In recent years, researchers have developed many deep-learning-based methods to count crowd numbers in static images. However, much fewer works focus on video-based crowd counting, in which the critical challenge of temporal correlation has not been well explored. This paper proposes a Spatial-Temporal Graph Network (STGN) to achieve efficient and accurate crowd counting in videos via learning pixel-wise and patch-wise relations in local spatial-temporal domains. Specifically, we design a pyramid graph module to leverage multi-scale features.
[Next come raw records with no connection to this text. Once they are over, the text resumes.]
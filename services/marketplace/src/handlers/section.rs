use axum::{
    Json,
    extract::{Path, State},
    http::StatusCode,
};
use serde::{Deserialize, Serialize};
use uuid::Uuid;

use learnhub_auth_types::identity::Session;
use learnhub_domain::pagination::PageRequest;
use learnhub_domain::user::COURSE_AUTHORS;

use crate::domain::types::{Section, SectionDetail};
use crate::error::MarketplaceError;
use crate::handlers::course::TitledRef;
use crate::handlers::{ApiJson, ApiQuery, MessageResponse, path_id, require_role};
use crate::state::AppState;
use crate::usecase::section::{
    CreateSectionInput, CreateSectionUseCase, DeleteSectionUseCase, GetSectionUseCase,
    ListSectionsUseCase, UpdateSectionInput, UpdateSectionUseCase,
};

#[derive(Serialize)]
pub struct SectionResponse {
    pub id: Uuid,
    pub title: String,
    pub description: Option<String>,
    pub course_id: Uuid,
    #[serde(serialize_with = "learnhub_core::serde::to_rfc3339_ms")]
    pub created_at: chrono::DateTime<chrono::Utc>,
    #[serde(serialize_with = "learnhub_core::serde::to_rfc3339_ms")]
    pub updated_at: chrono::DateTime<chrono::Utc>,
}

impl From<Section> for SectionResponse {
    fn from(section: Section) -> Self {
        Self {
            id: section.id,
            title: section.title,
            description: section.description,
            course_id: section.course_id,
            created_at: section.created_at,
            updated_at: section.updated_at,
        }
    }
}

#[derive(Serialize)]
pub struct SectionDetailResponse {
    #[serde(flatten)]
    pub section: SectionResponse,
    pub course: Option<TitledRef>,
}

impl From<SectionDetail> for SectionDetailResponse {
    fn from(detail: SectionDetail) -> Self {
        Self {
            section: detail.section.into(),
            course: detail.course.map(|c| TitledRef {
                id: c.id,
                title: c.title,
            }),
        }
    }
}

#[derive(Serialize)]
pub struct SectionEnvelope<T> {
    pub section: T,
}

#[derive(Deserialize)]
#[serde(rename_all = "camelCase")]
pub struct SectionRequest {
    pub title: Option<String>,
    pub description: Option<String>,
    pub course_id: Option<String>,
}

// ── POST /sections ───────────────────────────────────────────────────────────

pub async fn create_section(
    session: Session,
    State(state): State<AppState>,
    ApiJson(body): ApiJson<SectionRequest>,
) -> Result<(StatusCode, Json<SectionEnvelope<SectionResponse>>), MarketplaceError> {
    require_role(&session, COURSE_AUTHORS)?;
    let usecase = CreateSectionUseCase {
        sections: state.section_repo(),
        courses: state.course_repo(),
    };
    let section = usecase
        .execute(CreateSectionInput {
            title: body.title,
            description: body.description,
            course_id: body.course_id,
        })
        .await?;
    Ok((
        StatusCode::CREATED,
        Json(SectionEnvelope {
            section: section.into(),
        }),
    ))
}

// ── GET /sections ────────────────────────────────────────────────────────────

#[derive(Serialize)]
pub struct SectionListResponse {
    pub sections: Vec<SectionDetailResponse>,
}

pub async fn list_sections(
    State(state): State<AppState>,
    ApiQuery(page): ApiQuery<PageRequest>,
) -> Result<Json<SectionListResponse>, MarketplaceError> {
    let usecase = ListSectionsUseCase {
        repo: state.section_repo(),
    };
    let sections = usecase.execute(page).await?;
    Ok(Json(SectionListResponse {
        sections: sections.into_iter().map(Into::into).collect(),
    }))
}

// ── GET /sections/{id} ───────────────────────────────────────────────────────

pub async fn get_section(
    State(state): State<AppState>,
    Path(id): Path<String>,
) -> Result<Json<SectionEnvelope<SectionDetailResponse>>, MarketplaceError> {
    let usecase = GetSectionUseCase {
        repo: state.section_repo(),
    };
    let detail = usecase.execute(path_id(&id)?).await?;
    Ok(Json(SectionEnvelope {
        section: detail.into(),
    }))
}

// ── PATCH /sections/{id} ─────────────────────────────────────────────────────

pub async fn update_section(
    session: Session,
    State(state): State<AppState>,
    Path(id): Path<String>,
    ApiJson(body): ApiJson<SectionRequest>,
) -> Result<Json<SectionEnvelope<SectionResponse>>, MarketplaceError> {
    require_role(&session, COURSE_AUTHORS)?;
    let usecase = UpdateSectionUseCase {
        sections: state.section_repo(),
        courses: state.course_repo(),
    };
    let section = usecase
        .execute(
            path_id(&id)?,
            UpdateSectionInput {
                title: body.title,
                description: body.description,
                course_id: body.course_id,
            },
        )
        .await?;
    Ok(Json(SectionEnvelope {
        section: section.into(),
    }))
}

// ── DELETE /sections/{id} ────────────────────────────────────────────────────

pub async fn delete_section(
    session: Session,
    State(state): State<AppState>,
    Path(id): Path<String>,
) -> Result<Json<MessageResponse>, MarketplaceError> {
    require_role(&session, COURSE_AUTHORS)?;
    let usecase = DeleteSectionUseCase {
        repo: state.section_repo(),
    };
    usecase.execute(path_id(&id)?).await?;
    Ok(MessageResponse::new("section deleted"))
}
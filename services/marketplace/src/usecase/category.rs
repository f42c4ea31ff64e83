use chrono::Utc;
use uuid::Uuid;

use learnhub_domain::pagination::PageRequest;

use crate::domain::repository::CategoryRepository;
use crate::domain::types::{Category, CategoryDetail};
use crate::error::MarketplaceError;
use crate::usecase::{optional, required};

// ── CreateCategory ───────────────────────────────────────────────────────────

pub struct CreateCategoryInput {
    pub name: Option<String>,
    pub description: Option<String>,
}

pub struct CreateCategoryUseCase<R: CategoryRepository> {
    pub repo: R,
}

impl<R: CategoryRepository> CreateCategoryUseCase<R> {
    pub async fn execute(&self, input: CreateCategoryInput) -> Result<Category, MarketplaceError> {
        let name = required(input.name, "name")?;
        let now = Utc::now();
        let category = Category {
            id: Uuid::now_v7(),
            name,
            description: optional(input.description),
            created_at: now,
            updated_at: now,
        };
        self.repo.create(&category).await?;
        Ok(category)
    }
}

// ── ListCategories / GetCategory ─────────────────────────────────────────────

pub struct ListCategoriesUseCase<R: CategoryRepository> {
    pub repo: R,
}

impl<R: CategoryRepository> ListCategoriesUseCase<R> {
    pub async fn execute(&self, page: PageRequest) -> Result<Vec<CategoryDetail>, MarketplaceError> {
        self.repo.list_details(page.clamped()).await
    }
}

pub struct GetCategoryUseCase<R: CategoryRepository> {
    pub repo: R,
}

impl<R: CategoryRepository> GetCategoryUseCase<R> {
    pub async fn execute(&self, id: Uuid) -> Result<CategoryDetail, MarketplaceError> {
        self.repo
            .find_detail(id)
            .await?
            .ok_or(MarketplaceError::CategoryNotFound)
    }
}

// ── UpdateCategory ───────────────────────────────────────────────────────────

pub struct UpdateCategoryInput {
    pub name: Option<String>,
    pub description: Option<String>,
}

pub struct UpdateCategoryUseCase<R: CategoryRepository> {
    pub repo: R,
}

impl<R: CategoryRepository> UpdateCategoryUseCase<R> {
    pub async fn execute(
        &self,
        id: Uuid,
        input: UpdateCategoryInput,
    ) -> Result<Category, MarketplaceError> {
        let name = optional(input.name);
        let description = optional(input.description);
        if name.is_none() && description.is_none() {
            return Err(MarketplaceError::NothingToUpdate);
        }

        let mut category = self
            .repo
            .find_by_id(id)
            .await?
            .ok_or(MarketplaceError::CategoryNotFound)?;
        if let Some(name) = name {
            category.name = name;
        }
        if description.is_some() {
            category.description = description;
        }
        category.updated_at = Utc::now();
        self.repo.update(&category).await?;
        Ok(category)
    }
}

// ── DeleteCategory ───────────────────────────────────────────────────────────

pub struct DeleteCategoryUseCase<R: CategoryRepository> {
    pub repo: R,
}

impl<R: CategoryRepository> DeleteCategoryUseCase<R> {
    pub async fn execute(&self, id: Uuid) -> Result<(), MarketplaceError> {
        if self.repo.delete(id).await? {
            Ok(())
        } else {
            Err(MarketplaceError::CategoryNotFound)
        }
    }
}
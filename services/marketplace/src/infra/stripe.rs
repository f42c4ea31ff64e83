use anyhow::Context as _;
use hmac::{Hmac, Mac};
use serde::Deserialize;
use sha2::Sha256;

use learnhub_domain::order::PaymentStatus;

use crate::domain::repository::PaymentPort;
use crate::domain::types::{CheckoutRequest, CheckoutSession, PaymentEvent};
use crate::error::MarketplaceError;

/// Header carrying the webhook signature.
pub const STRIPE_SIGNATURE: &str = "stripe-signature";

/// Maximum accepted age of a signed webhook, in seconds.
pub const WEBHOOK_TOLERANCE_SECS: i64 = 300;

const CURRENCY: &str = "usd";

/// Stripe Checkout client over the form-encoded REST API.
#[derive(Clone)]
pub struct StripeClient {
    pub http: reqwest::Client,
    pub secret_key: String,
    pub api_base: String,
}

#[derive(Deserialize)]
struct SessionResponse {
    id: String,
    url: Option<String>,
}

/// Form fields for a one-item card checkout.
pub fn checkout_form(request: &CheckoutRequest) -> Vec<(&'static str, String)> {
    let mut form = vec![
        ("mode", "payment".to_owned()),
        ("payment_method_types[0]", "card".to_owned()),
        ("line_items[0][quantity]", "1".to_owned()),
        ("line_items[0][price_data][currency]", CURRENCY.to_owned()),
        (
            "line_items[0][price_data][unit_amount]",
            request.unit_amount.to_string(),
        ),
        (
            "line_items[0][price_data][product_data][name]",
            request.product_name.clone(),
        ),
        ("success_url", request.success_url.clone()),
        ("cancel_url", request.cancel_url.clone()),
        ("metadata[courseId]", request.course_id.to_string()),
        ("metadata[studentId]", request.student_id.to_string()),
    ];
    // Stripe rejects an empty description.
    if let Some(description) = request
        .product_description
        .as_deref()
        .filter(|d| !d.trim().is_empty())
    {
        form.push((
            "line_items[0][price_data][product_data][description]",
            description.to_owned(),
        ));
    }
    form
}

impl PaymentPort for StripeClient {
    async fn create_checkout_session(
        &self,
        request: &CheckoutRequest,
    ) -> Result<CheckoutSession, MarketplaceError> {
        let url = format!(
            "{}/v1/checkout/sessions",
            self.api_base.trim_end_matches('/')
        );
        let response = self
            .http
            .post(&url)
            .bearer_auth(&self.secret_key)
            .form(&checkout_form(request))
            .send()
            .await
            .context("send checkout session request")?;

        let status = response.status();
        if !status.is_success() {
            let body = response.text().await.unwrap_or_default();
            return Err(anyhow::anyhow!("stripe responded {status}: {body}").into());
        }

        let session: SessionResponse = response
            .json()
            .await
            .context("decode checkout session")?;
        let url = session
            .url
            .with_context(|| format!("checkout session {} has no url", session.id))?;
        Ok(CheckoutSession {
            id: session.id,
            url,
        })
    }
}

// ── Webhooks ─────────────────────────────────────────────────────────────────

/// Check a `Stripe-Signature` header (`t=<unix>,v1=<hex>[,v1=<hex>…]`)
/// against the raw request body.
///
/// The signed payload is `"{t}.{body}"` under HMAC-SHA256. Timestamps older
/// than `tolerance` seconds relative to `now` are rejected.
pub fn verify_webhook_signature(
    payload: &[u8],
    header: &str,
    secret: &str,
    now: i64,
    tolerance: i64,
) -> Result<(), MarketplaceError> {
    let mut timestamp = None;
    let mut signatures = Vec::new();
    for part in header.split(',') {
        match part.trim().split_once('=') {
            Some(("t", value)) => timestamp = value.parse::<i64>().ok(),
            Some(("v1", value)) => signatures.push(value),
            _ => {}
        }
    }

    let timestamp = timestamp.ok_or(MarketplaceError::InvalidSignature)?;
    if signatures.is_empty() || (now - timestamp).abs() > tolerance {
        return Err(MarketplaceError::InvalidSignature);
    }

    let mut mac = Hmac::<Sha256>::new_from_slice(secret.as_bytes())
        .map_err(|e| anyhow::anyhow!("webhook secret: {e}"))?;
    mac.update(timestamp.to_string().as_bytes());
    mac.update(b".");
    mac.update(payload);

    let matched = signatures.iter().any(|candidate| {
        hex::decode(candidate)
            .map(|bytes| mac.clone().verify_slice(&bytes).is_ok())
            .unwrap_or(false)
    });
    if matched {
        Ok(())
    } else {
        Err(MarketplaceError::InvalidSignature)
    }
}

#[derive(Deserialize)]
struct WebhookEvent {
    #[serde(rename = "type")]
    kind: String,
    data: WebhookData,
}

#[derive(Deserialize)]
struct WebhookData {
    object: SessionObject,
}

#[derive(Deserialize)]
struct SessionObject {
    id: String,
    payment_status: Option<String>,
}

/// Map a verified webhook body onto an order status change.
///
/// Returns `None` for event types that do not affect orders, and for
/// completed sessions whose payment is still settling.
pub fn parse_payment_event(payload: &[u8]) -> Result<Option<PaymentEvent>, MarketplaceError> {
    let event: WebhookEvent = serde_json::from_slice(payload)
        .map_err(|e| MarketplaceError::InvalidBody(e.to_string()))?;
    let session = event.data.object;

    let status = match event.kind.as_str() {
        // Free checkouts complete with `no_payment_required`.
        "checkout.session.completed" => match session.payment_status.as_deref() {
            Some("paid" | "no_payment_required") => PaymentStatus::Completed,
            _ => return Ok(None),
        },
        "checkout.session.async_payment_succeeded" => PaymentStatus::Completed,
        "checkout.session.expired" | "checkout.session.async_payment_failed" => {
            PaymentStatus::Failed
        }
        _ => return Ok(None),
    };

    Ok(Some(PaymentEvent {
        session_id: session.id,
        status,
    }))
}
use axum::{
    Json,
    extract::{Path, State},
    http::StatusCode,
};
use rust_decimal::Decimal;
use serde::{Deserialize, Serialize};
use uuid::Uuid;

use learnhub_auth_types::identity::Session;
use learnhub_domain::order::PaymentStatus;
use learnhub_domain::pagination::PageRequest;
use learnhub_domain::user::ORDER_VIEWERS;

use crate::domain::types::OrderDetail;
use crate::error::MarketplaceError;
use crate::handlers::course::{NamedRef, TitledRef};
use crate::handlers::{ApiJson, ApiQuery, path_id, require_role};
use crate::state::AppState;
use crate::usecase::order::{GetOrderUseCase, ListOrdersUseCase, PurchaseCourseUseCase};

#[derive(Serialize)]
pub struct OrderResponse {
    pub id: Uuid,
    pub user_id: Uuid,
    pub course_id: Uuid,
    #[serde(serialize_with = "rust_decimal::serde::float::serialize")]
    pub price: Decimal,
    pub payment_status: PaymentStatus,
    pub payment_session_id: String,
    pub user: Option<NamedRef>,
    pub course: Option<TitledRef>,
    #[serde(serialize_with = "learnhub_core::serde::to_rfc3339_ms")]
    pub created_at: chrono::DateTime<chrono::Utc>,
    #[serde(serialize_with = "learnhub_core::serde::to_rfc3339_ms")]
    pub updated_at: chrono::DateTime<chrono::Utc>,
}

impl From<OrderDetail> for OrderResponse {
    fn from(detail: OrderDetail) -> Self {
        let order = detail.order;
        Self {
            id: order.id,
            user_id: order.user_id,
            course_id: order.course_id,
            price: order.price,
            payment_status: order.payment_status,
            payment_session_id: order.payment_session_id,
            user: detail.user.map(|u| NamedRef {
                id: u.id,
                name: u.name,
            }),
            course: detail.course.map(|c| TitledRef {
                id: c.id,
                title: c.title,
            }),
            created_at: order.created_at,
            updated_at: order.updated_at,
        }
    }
}

// ── POST /orders/create ──────────────────────────────────────────────────────

#[derive(Deserialize)]
#[serde(rename_all = "camelCase")]
pub struct PurchaseRequest {
    pub course_id: Option<String>,
}

/// Hosted checkout the client should redirect to.
#[derive(Serialize)]
pub struct CheckoutResponse {
    pub id: String,
    pub url: String,
}

pub async fn purchase_course(
    session: Session,
    State(state): State<AppState>,
    ApiJson(body): ApiJson<PurchaseRequest>,
) -> Result<(StatusCode, Json<CheckoutResponse>), MarketplaceError> {
    let usecase = PurchaseCourseUseCase {
        orders: state.order_repo(),
        courses: state.course_repo(),
        payments: state.payments.clone(),
        success_url: state.success_url.clone(),
        public_base_url: state.public_base_url.clone(),
    };
    let (_, checkout) = usecase.execute(session.user_id, body.course_id).await?;
    Ok((
        StatusCode::CREATED,
        Json(CheckoutResponse {
            id: checkout.id,
            url: checkout.url,
        }),
    ))
}

// ── GET /orders ──────────────────────────────────────────────────────────────

#[derive(Serialize)]
pub struct OrderListResponse {
    pub orders: Vec<OrderResponse>,
}

pub async fn list_orders(
    session: Session,
    State(state): State<AppState>,
    ApiQuery(page): ApiQuery<PageRequest>,
) -> Result<Json<OrderListResponse>, MarketplaceError> {
    require_role(&session, ORDER_VIEWERS)?;
    let usecase = ListOrdersUseCase {
        repo: state.order_repo(),
    };
    let orders = usecase.execute(page).await?;
    Ok(Json(OrderListResponse {
        orders: orders.into_iter().map(Into::into).collect(),
    }))
}

// ── GET /orders/{id} ─────────────────────────────────────────────────────────

#[derive(Serialize)]
pub struct OrderEnvelope {
    pub order: OrderResponse,
}

pub async fn get_order(
    session: Session,
    State(state): State<AppState>,
    Path(id): Path<String>,
) -> Result<Json<OrderEnvelope>, MarketplaceError> {
    require_role(&session, ORDER_VIEWERS)?;
    let usecase = GetOrderUseCase {
        repo: state.order_repo(),
    };
    let detail = usecase.execute(path_id(&id)?).await?;
    Ok(Json(OrderEnvelope {
        order: detail.into(),
    }))
}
In each scale, we sequentially construct three graphs: spatial-temporal pixel graph, temporal patch graph, and spatial pixel graph, in which we apply the self-attention mechanism to capture pixel-wise relation, learn structure-aware relation, and aggregate local features, respectively. Furthermore, we propose spatial-aware channel-wise attention to effectively fuse multi-scale features. To demonstrate the effectiveness of the proposed method, we conduct experiments on five crowd counting datasets, including a large-scale video crowd dataset (FDST). Moreover, the proposed model is also applied in the vehicle counting dataset (TRANCOS). The results show that the proposed model outperforms existing spatial-temporal crowd counting models and achieves state-of-the-art.